I wonder if Sony is getting a bit scared of Valve. Maybe they're even seeing how well their games are selling on the PC and the fact they're selling well scares them even more than if they didn't.

But at the end of the day it's free money. Sell the game exclusive on the console for a year or two and when it's back catalogue port it over to the PC and sell it again.

Comment Re:Put it all in usability (Score 1) 34

Did I say it had to be like GNOME? No I did not. I said most dists (i.e. mainstream dists) use GNOME. But usability is why they do. Admins maintaining dozens, hundreds of desktops do not want to waste time on bullshit support calls caused by traps and complexity in the desktop software which thinks it should shove every option under the sun in the face of users.

If KDE had proper human interface guidelines that didn't fit on a cereal packet and adopted a UX ethos & direction rather than a kitchen sink mentality then something might change. But it hasn't changed in decades so I won't be holding my breath. But if it were me dropping 1.5 million on the project that's where I'd be demanding the money be spent.

Comment Re:Put it all in usability (Score 1) 34

And by "literally everyone", the usage of KDE is lower than GNOME because it is not the default in any mainstream dist with the exception of openSUSE. And if you're so into KDE you should be begging for the UX to improved instead of trying to pretend the way it is now is a virtue. It sucks. It sucks even compared to Windows. Because the KDE devs play the notes without understanding the tune.

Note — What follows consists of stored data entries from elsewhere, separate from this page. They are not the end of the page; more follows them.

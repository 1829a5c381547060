//! Test utilities for resolver and engine tests.
//!
//! [`ScriptedProvider`] is a deterministic stand-in for a remote service: it
//! replays a script of results, then repeats a fixed answer, counting every
//! call it receives.

use std::collections::VecDeque;
use std::sync::atomic::{AtomicU32, Ordering};
use std::time::Duration;

use async_trait::async_trait;
use parking_lot::Mutex;
use wayfinder_core::{
    Capabilities, Coordinate, GeocodingProvider, LocationQuery, ProviderError, ProviderSpec,
    RouteQuery, RouteResult, RoutingProvider,
};

/// Provider stub replaying scripted results.
///
/// Implements [`GeocodingProvider`] when `T` is [`Coordinate`] and
/// [`RoutingProvider`] when `T` is [`RouteResult`]. Queries are validated
/// first, as real adapters do, and rejected queries are not counted.
///
/// # Example
///
/// ```
/// use wayfinder_core::{Coordinate, GeocodingProvider, LocationQuery, ProviderError};
/// use wayfinder_resolver::test_support::ScriptedProvider;
///
/// # tokio::runtime::Builder::new_current_thread().enable_time().build().unwrap().block_on(async {
/// let mumbai = Coordinate { lat: 19.076, lon: 72.877 };
/// let stub = ScriptedProvider::answering("p1", mumbai)
///     .with_steps([Err(ProviderError::unavailable("503"))]);
///
/// let query = LocationQuery::new("Mumbai");
/// assert!(stub.geocode(&query).await.is_err());
/// assert_eq!(stub.geocode(&query).await, Ok(mumbai));
/// assert_eq!(stub.calls(), 2);
/// # });
/// ```
#[derive(Debug)]
pub struct ScriptedProvider<T> {
    spec: ProviderSpec,
    steps: Mutex<VecDeque<Result<T, ProviderError>>>,
    otherwise: Result<T, ProviderError>,
    delay: Duration,
    calls: AtomicU32,
}

impl<T: Clone> ScriptedProvider<T> {
    fn with_default(name: &str, otherwise: Result<T, ProviderError>) -> Self {
        Self {
            spec: ProviderSpec::new(name, format!("stub://{name}"))
                .with_geocoding()
                .with_routing(),
            steps: Mutex::new(VecDeque::new()),
            otherwise,
            delay: Duration::ZERO,
            calls: AtomicU32::new(0),
        }
    }

    /// A provider that always answers `value`.
    #[must_use]
    pub fn answering(name: &str, value: T) -> Self {
        Self::with_default(name, Ok(value))
    }

    /// A provider that always fails with `error`.
    #[must_use]
    pub fn failing(name: &str, error: ProviderError) -> Self {
        Self::with_default(name, Err(error))
    }

    /// Play `steps` in order before falling back to the fixed answer.
    #[must_use]
    pub fn with_steps(self, steps: impl IntoIterator<Item = Result<T, ProviderError>>) -> Self {
        self.steps.lock().extend(steps);
        self
    }

    /// Replace the declared capabilities, which default to everything.
    #[must_use]
    pub const fn with_capabilities(mut self, capabilities: Capabilities) -> Self {
        self.spec.capabilities = capabilities;
        self
    }

    /// Wait `delay` before answering each call.
    #[must_use]
    pub const fn with_delay(mut self, delay: Duration) -> Self {
        self.delay = delay;
        self
    }

    /// Number of calls received.
    #[must_use]
    pub fn calls(&self) -> u32 {
        self.calls.load(Ordering::SeqCst)
    }

    async fn respond(&self) -> Result<T, ProviderError> {
        self.calls.fetch_add(1, Ordering::SeqCst);
        if !self.delay.is_zero() {
            tokio::time::sleep(self.delay).await;
        }
        let step = self.steps.lock().pop_front();
        step.unwrap_or_else(|| self.otherwise.clone())
    }
}

#[async_trait]
impl GeocodingProvider for ScriptedProvider<Coordinate> {
    fn spec(&self) -> &ProviderSpec {
        &self.spec
    }

    async fn geocode(&self, query: &LocationQuery) -> Result<Coordinate, ProviderError> {
        query.validate()?;
        self.respond().await
    }
}

#[async_trait]
impl RoutingProvider for ScriptedProvider<RouteResult> {
    fn spec(&self) -> &ProviderSpec {
        &self.spec
    }

    async fn route(&self, query: &RouteQuery) -> Result<RouteResult, ProviderError> {
        query.validate()?;
        self.respond().await
    }
}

This has always been the case and makes for a complex desktop that generates support calls for admins who have better things to do.

I would say that maybe if the devs followed the KDE human interface guidelines they might improve, but the KDE human interface guidelines are practically non-existent, about 7 pages that read like somebody's weekend assignment. Spend the millions writing some proper ones, and adopting it. It doesn't require KDE become GNOME, but GNOME has at least made the effort and despite your dislike, it is an slick, unsurprising, simple, forgiving and discoverable desktop.

Comment Put it all in usability (Score 2) 34

KDE is still a usability dog's dinner from a UX perspective. It needs to move all the advanced settings out of the day to day experience and ensure that it is forgiving and discoverable. That would pay off big time over the long term. But I'm not holding my breath because I've been saying that for decades and it never happens, so no wonder most dists use GNOME instead.

Comment Re:Symptomatic of US decline (Score 1) 214

Ford was never a prestige badge but it used to be a mass market badge, In the space of a few decades their market share has dropped from 10% to around 3%. In fairness, only one of their car EVs, the Puma-E is a fossil fuel conversion and it has generally garnered good reviews and has some pretty interesting features like a massive boot. But it's still too expensive compared to the competition in the same category.

Comment Symptomatic of US decline (Score 5, Interesting) 214

Kind of ironic that a company that at the turn of the 20th century killed off so many coachbuilder automobile competitors by pioneering machine tools, mass assembly etc. is now finding itself on the wrong side of the equation because it can't keep up with electric tech.

Ford does make other EVs in Europe but even there a couple of their models are just reskinned Volkswagens ID.5s. They have the in-house developed Puma Electric I guess which is generally considered an okay car but nobody really talks about it. And of course the Mach-E which looks cool but is too expensive and getting kind of old. And a few electric vans. That's it.

Just like with other US companies they're watching their market shrink because they're simply not investing in emergent technologies. I'm sure they'll hang on for a bit in some niches but their consumer offerings outside of the Americas look like they are in terminal decline.